◆ To do: Repeat every line of the material that follows, word for word.

** Material provided follows **

use crate::domain_port::{Cookie, CookieAttributes, SessionStore, StoreError};
use chrono::{DateTime, Utc};
use serde::{Deserialize, Serialize};
use std::collections::BTreeMap;
use std::io::ErrorKind;
use std::path::{Path, PathBuf};
use tokio::io::AsyncWriteExt;
use tokio::sync::Mutex;
use tracing::debug;

#[derive(Debug, Clone, Serialize, Deserialize)]
struct FileEntry {
    value: String,
    attributes: CookieAttributes,
    expire_at: DateTime<Utc>,
}

type Jar = BTreeMap<String, FileEntry>;

/// Cookie jar persisted as JSON, so a CLI session outlives the process.
pub struct FileSessionStore {
    path: PathBuf,
    lock: Mutex<()>,
}

impl FileSessionStore {
    pub fn new(path: impl Into<PathBuf>) -> Self {
        Self {
            path: path.into(),
            lock: Mutex::new(()),
        }
    }

    pub fn path(&self) -> &Path {
        &self.path
    }

    async fn load(&self) -> Result<Jar, StoreError> {
        match tokio::fs::read(&self.path).await {
            Ok(bytes) => serde_json::from_slice(&bytes)
                .map_err(|e| StoreError::Corrupt(format!("{}: {}", self.path.display(), e))),
            Err(e) if e.kind() == ErrorKind::NotFound => Ok(Jar::new()),
            Err(e) => Err(e.into()),
        }
    }

    async fn save(&self, jar: &Jar) -> Result<(), StoreError> {
        if jar.is_empty() {
            return match tokio::fs::remove_file(&self.path).await {
                Err(e) if e.kind() != ErrorKind::NotFound => Err(e.into()),
                _ => Ok(()),
            };
        }
        if let Some(parent) = self.path.parent().filter(|p| !p.as_os_str().is_empty()) {
            tokio::fs::create_dir_all(parent).await?;
        }
        let bytes =
            serde_json::to_vec_pretty(jar).map_err(|e| StoreError::Corrupt(e.to_string()))?;

        // Readers see either the old jar or the new one, never a partial write.
        let staging = self.staging_path();
        if let Err(e) = write_private(&staging, &bytes).await {
            let _ = tokio::fs::remove_file(&staging).await;
            return Err(e.into());
        }
        if let Err(e) = tokio::fs::rename(&staging, &self.path).await {
            let _ = tokio::fs::remove_file(&staging).await;
            return Err(e.into());
        }
        debug!("session written to {}", self.path.display());
        Ok(())
    }

    fn staging_path(&self) -> PathBuf {
        let mut name = self.path.file_name().unwrap_or_default().to_os_string();
        name.push(format!(".{}.tmp", uuid::Uuid::new_v4().simple()));
        self.path.with_file_name(name)
    }
}

/// Creates `path` readable by the owner only and writes `bytes` to it.
async fn write_private(path: &Path, bytes: &[u8]) -> std::io::Result<()> {
    let mut options = tokio::fs::OpenOptions::new();
    options.write(true).create_new(true);
    #[cfg(unix)]
    options.mode(0o600);

    let mut file = options.open(path).await?;
    file.write_all(bytes).await?;
    file.sync_all().await
}

#[async_trait::async_trait]
impl SessionStore for FileSessionStore {
    async fn get(&self, name: &str) -> Result<Option<String>, StoreError> {
        let _guard = self.lock.lock().await;
        let mut jar = self.load().await?;
        let now = Utc::now();

        match jar.get(name) {
            None => Ok(None),
            Some(entry) if entry.expire_at > now => Ok(Some(entry.value.clone())),
            Some(_) => {
                jar.remove(name);
                self.save(&jar).await?;
                Ok(None)
            }
        }
    }

    async fn set(&self, cookie: Cookie) -> Result<(), StoreError> {
        let _guard = self.lock.lock().await;
        let mut jar = self.load().await?;
        let expire_at = Utc::now() + cookie.attributes.max_age;
        jar.insert(
            cookie.name,
            FileEntry {
                value: cookie.value,
                attributes: cookie.attributes,
                expire_at,
            },
        );
        self.save(&jar).await
    }

    async fn clear(&self, name: &str) -> Result<(), StoreError> {
        let _guard = self.lock.lock().await;
        let mut jar = self.load().await?;
        if jar.remove(name).is_some() {
            self.save(&jar).await?;
        }
        Ok(())
    }
}

#[cfg(test)]
mod tests {
    use super::*;
    use crate::domain_port::{ACCESS_TOKEN_COOKIE, REFRESH_TOKEN_COOKIE};
    use std::time::Duration;

    #[tokio::test]
    async fn survives_a_new_store_instance() {
        let dir = tempfile::tempdir().unwrap();
        let path = dir.path().join("session.json");

        let store = FileSessionStore::new(&path);
        store.set(Cookie::access_token("a1")).await.unwrap();
        store.set(Cookie::refresh_token("r1")).await.unwrap();

        let reopened = FileSessionStore::new(&path);
        assert_eq!(
            reopened.get(ACCESS_TOKEN_COOKIE).await.unwrap(),
            Some("a1".to_string())
        );
        assert_eq!(
            reopened.get(REFRESH_TOKEN_COOKIE).await.unwrap(),
            Some("r1".to_string())
        );
    }

    #[tokio::test]
    async fn clearing_everything_removes_the_file() {
        let dir = tempfile::tempdir().unwrap();
        let path = dir.path().join("nested").join("session.json");
        let store = FileSessionStore::new(&path);

        store.set(Cookie::access_token("a1")).await.unwrap();
        assert!(path.exists());

        store.clear(ACCESS_TOKEN_COOKIE).await.unwrap();
        assert!(!path.exists());
        assert_eq!(store.get(ACCESS_TOKEN_COOKIE).await.unwrap(), None);
    }

    #[tokio::test]
    async fn expired_cookie_is_dropped() {
        let dir = tempfile::tempdir().unwrap();
        let store = FileSessionStore::new(dir.path().join("session.json"));
        store
            .set(Cookie {
                name: ACCESS_TOKEN_COOKIE.to_string(),
                value: "a".to_string(),
                attributes: CookieAttributes::strict(Duration::ZERO),
            })
            .await
            .unwrap();

        assert_eq!(store.get(ACCESS_TOKEN_COOKIE).await.unwrap(), None);
    }

    #[cfg(unix)]
    #[tokio::test]
    async fn jar_is_private_to_the_owner() {
        use std::os::unix::fs::PermissionsExt;

        let dir = tempfile::tempdir().unwrap();
        let path = dir.path().join("session.json");
        std::fs::write(&path, b"{}").unwrap();
        std::fs::set_permissions(&path, std::fs::Permissions::from_mode(0o644)).unwrap();

        let store = FileSessionStore::new(&path);
        store.set(Cookie::refresh_token("r1")).await.unwrap();

        let mode = std::fs::metadata(&path).unwrap().permissions().mode();
        assert_eq!(mode & 0o777, 0o600);
    }

    #[tokio::test]
    async fn writes_leave_no_staging_files() {
        let dir = tempfile::tempdir().unwrap();
        let path = dir.path().join("session.json");
        let store = FileSessionStore::new(&path);

        store.set(Cookie::access_token("a1")).await.unwrap();
        store.set(Cookie::refresh_token("r1")).await.unwrap();
        store.set(Cookie::access_token("a2")).await.unwrap();

        let names: Vec<_> = std::fs::read_dir(dir.path())
            .unwrap()
            .map(|entry| entry.unwrap().file_name())
            .collect();
        assert_eq!(names, vec![std::ffi::OsString::from("session.json")]);
        assert_eq!(
            store.get(ACCESS_TOKEN_COOKIE).await.unwrap(),
            Some("a2".to_string())
        );
    }

    #[tokio::test]
    async fn corrupt_file_is_reported() {
        let dir = tempfile::tempdir().unwrap();
        let path = dir.path().join("session.json");
        tokio::fs::write(&path, b"{not json").await.unwrap();

        let store = FileSessionStore::new(&path);
        assert!(matches!(
            store.get(ACCESS_TOKEN_COOKIE).await,
            Err(StoreError::Corrupt(_))
        ));
    }
}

** End of Material provided **

◆ Answer space:
use crate::domain_port::{Cookie, CookieAttributes, SessionStore, StoreError};
use chrono::{DateTime, Utc};
use serde::{Deserialize, Serialize};
use std::collections::BTreeMap;
use std::io::ErrorKind;
use std::path::{Path, PathBuf};
use tokio::io::AsyncWriteExt;
use tokio::sync::Mutex;
use tracing::debug;

#[derive(Debug, Clone, Serialize, Deserialize)]
struct FileEntry {
    value: String,
    attributes: CookieAttributes,
    expire_at: DateTime<Utc>,
}

type Jar = BTreeMap<String, FileEntry>;

/// Cookie jar persisted as JSON, so a CLI session outlives the process.
pub struct FileSessionStore {
    path: PathBuf,
    lock: Mutex<()>,
}

impl FileSessionStore {
    pub fn new(path: impl Into<PathBuf>) -> Self {
        Self {
            path: path.into(),
            lock: Mutex::new(()),
        }
    }

    pub fn path(&self) -> &Path {
        &self.path
    }

    async fn load(&self) -> Result<Jar, StoreError> {
        match tokio::fs::read(&self.path).await {
            Ok(bytes) => serde_json::from_slice(&bytes)
                .map_err(|e| StoreError::Corrupt(format!("{}: {}", self.path.display(), e))),
            Err(e) if e.kind() == ErrorKind::NotFound => Ok(Jar::new()),
            Err(e) => Err(e.into()),
        }
    }

    async fn save(&self, jar: &Jar) -> Result<(), StoreError> {
        if jar.is_empty() {
            return match tokio::fs::remove_file(&self.path).await {
                Err(e) if e.kind() != ErrorKind::NotFound => Err(e.into()),
                _ => Ok(()),
            };
        }
        if let Some(parent) = self.path.parent().filter(|p| !p.as_os_str().is_empty()) {
            tokio::fs::create_dir_all(parent).await?;
        }
        let bytes =
            serde_json::to_vec_pretty(jar).map_err(|e| StoreError::Corrupt(e.to_string()))?;

        // Readers see either the old jar or the new one, never a partial write.
        let staging = self.staging_path();
        if let Err(e) = write_private(&staging, &bytes).await {
            let _ = tokio::fs::remove_file(&staging).await;
            return Err(e.into());
        }
        if let Err(e) = tokio::fs::rename(&staging, &self.path).await {
            let _ = tokio::fs::remove_file(&staging).await;
            return Err(e.into());
        }
        debug!("session written to {}", self.path.display());
        Ok(())
    }

    fn staging_path(&self) -> PathBuf {
        let mut name = self.path.file_name().unwrap_or_default().to_os_string();
        name.push(format!(".{}.tmp", uuid::Uuid::new_v4().simple()));
        self.path.with_file_name(name)
    }
}

/// Creates `path` readable by the owner only and writes `bytes` to it.
async fn write_private(path: &Path, bytes: &[u8]) -> std::io::Result<()> {
    let mut options = tokio::fs::OpenOptions::new();
    options.write(true).create_new(true);
    #[cfg(unix)]
    options.mode(0o600);

    let mut file = options.open(path).await?;
    file.write_all(bytes).await?;
    file.sync_all().await
}

#[async_trait::async_trait]
impl SessionStore for FileSessionStore {
    async fn get(&self, name: &str) -> Result<Option<String>, StoreError> {
        let _guard = self.lock.lock().await;
        let mut jar = self.load().await?;
        let now = Utc::now();

        match jar.get(name) {
            None => Ok(None),
            Some(entry) if entry.expire_at > now => Ok(Some(entry.value.clone())),
            Some(_) => {
                jar.remove(name);
                self.save(&jar).await?;
                Ok(None)
            }
        }
    }

    async fn set(&self, cookie: Cookie) -> Result<(), StoreError> {
        let _guard = self.lock.lock().await;
        let mut jar = self.load().await?;
        let expire_at = Utc::now() + cookie.attributes.max_age;
        jar.insert(
            cookie.name,
            FileEntry {
                value: cookie.value,
                attributes: cookie.attributes,
                expire_at,
            },
        );
        self.save(&jar).await
    }

    async fn clear(&self, name: &str) -> Result<(), StoreError> {
        let _guard = self.lock.lock().await;
        let mut jar = self.load().await?;
        if jar.remove(name).is_some() {
            self.save(&jar).await?;
        }
        Ok(())
    }
}

#[cfg(test)]
mod tests {
    use super::*;
    use crate::domain_port::{ACCESS_TOKEN_COOKIE, REFRESH_TOKEN_COOKIE};
    use std::time::Duration;

    #[tokio::test]
    async fn survives_a_new_store_instance() {
        let dir = tempfile::tempdir().unwrap();
        let path = dir.path().join("session.json");

        let store = FileSessionStore::new(&path);
        store.set(Cookie::access_token("a1")).await.unwrap();
        store.set(Cookie::refresh_token("r1")).await.unwrap();

        let reopened = FileSessionStore::new(&path);
        assert_eq!(
            reopened.get(ACCESS_TOKEN_COOKIE).await.unwrap(),
            Some("a1".to_string())
        );
        assert_eq!(
            reopened.get(REFRESH_TOKEN_COOKIE).await.unwrap(),
            Some("r1".to_string())
        );
    }

    #[tokio::test]
    async fn clearing_everything_removes_the_file() {
        let dir = tempfile::tempdir().unwrap();
        let path = dir.path().join("nested").join("session.json");
        let store = FileSessionStore::new(&path);

        store.set(Cookie::access_token("a1")).await.unwrap();
        assert!(path.exists());

        store.clear(ACCESS_TOKEN_COOKIE).await.unwrap();
        assert!(!path.exists());
        assert_eq!(store.get(ACCESS_TOKEN_COOKIE).await.unwrap(), None);
    }

    #[tokio::test]
    async fn expired_cookie_is_dropped() {
        let dir = tempfile::tempdir().unwrap();
        let store = FileSessionStore::new(dir.path().join("session.json"));
        store
            .set(Cookie {
                name: ACCESS_TOKEN_COOKIE.to_string(),
                value: "a".to_string(),
                attributes: CookieAttributes::strict(Duration::ZERO),
            })
            .await
            .unwrap();

        assert_eq!(store.get(ACCESS_TOKEN_COOKIE).await.unwrap(), None);
    }

    #[cfg(unix)]
    #[tokio::test]
    async fn jar_is_private_to_the_owner() {
        use std::os::unix::fs::PermissionsExt;

        let dir = tempfile::tempdir().unwrap();
        let path = dir.path().join("session.json");
        std::fs::write(&path, b"{}").unwrap();
        std::fs::set_permissions(&path, std::fs::Permissions::from_mode(0o644)).unwrap();

        let store = FileSessionStore::new(&path);
        store.set(Cookie::refresh_token("r1")).await.unwrap();

        let mode = std::fs::metadata(&path).unwrap().permissions().mode();
        assert_eq!(mode & 0o777, 0o600);
    }

    #[tokio::test]
    async fn writes_leave_no_staging_files() {
        let dir = tempfile::tempdir().unwrap();
        let path = dir.path().join("session.json");
        let store = FileSessionStore::new(&path);

        store.set(Cookie::access_token("a1")).await.unwrap();
        store.set(Cookie::refresh_token("r1")).await.unwrap();
        store.set(Cookie::access_token("a2")).await.unwrap();

        let names: Vec<_> = std::fs::read_dir(dir.path())
            .unwrap()
            .map(|entry| entry.unwrap().file_name())
            .collect();
        assert_eq!(names, vec![std::ffi::OsString::from("session.json")]);
        assert_eq!(
            store.get(ACCESS_TOKEN_COOKIE).await.unwrap(),
            Some("a2".to_string())
        );
    }

    #[tokio::test]
    async fn corrupt_file_is_reported() {
        let dir = tempfile::tempdir().unwrap();
        let path = dir.path().join("session.json");
        tokio::fs::write(&path, b"{not json").await.unwrap();

        let store = FileSessionStore::new(&path);
        assert!(matches!(
            store.get(ACCESS_TOKEN_COOKIE).await,
            Err(StoreError::Corrupt(_))
        ));
    }
}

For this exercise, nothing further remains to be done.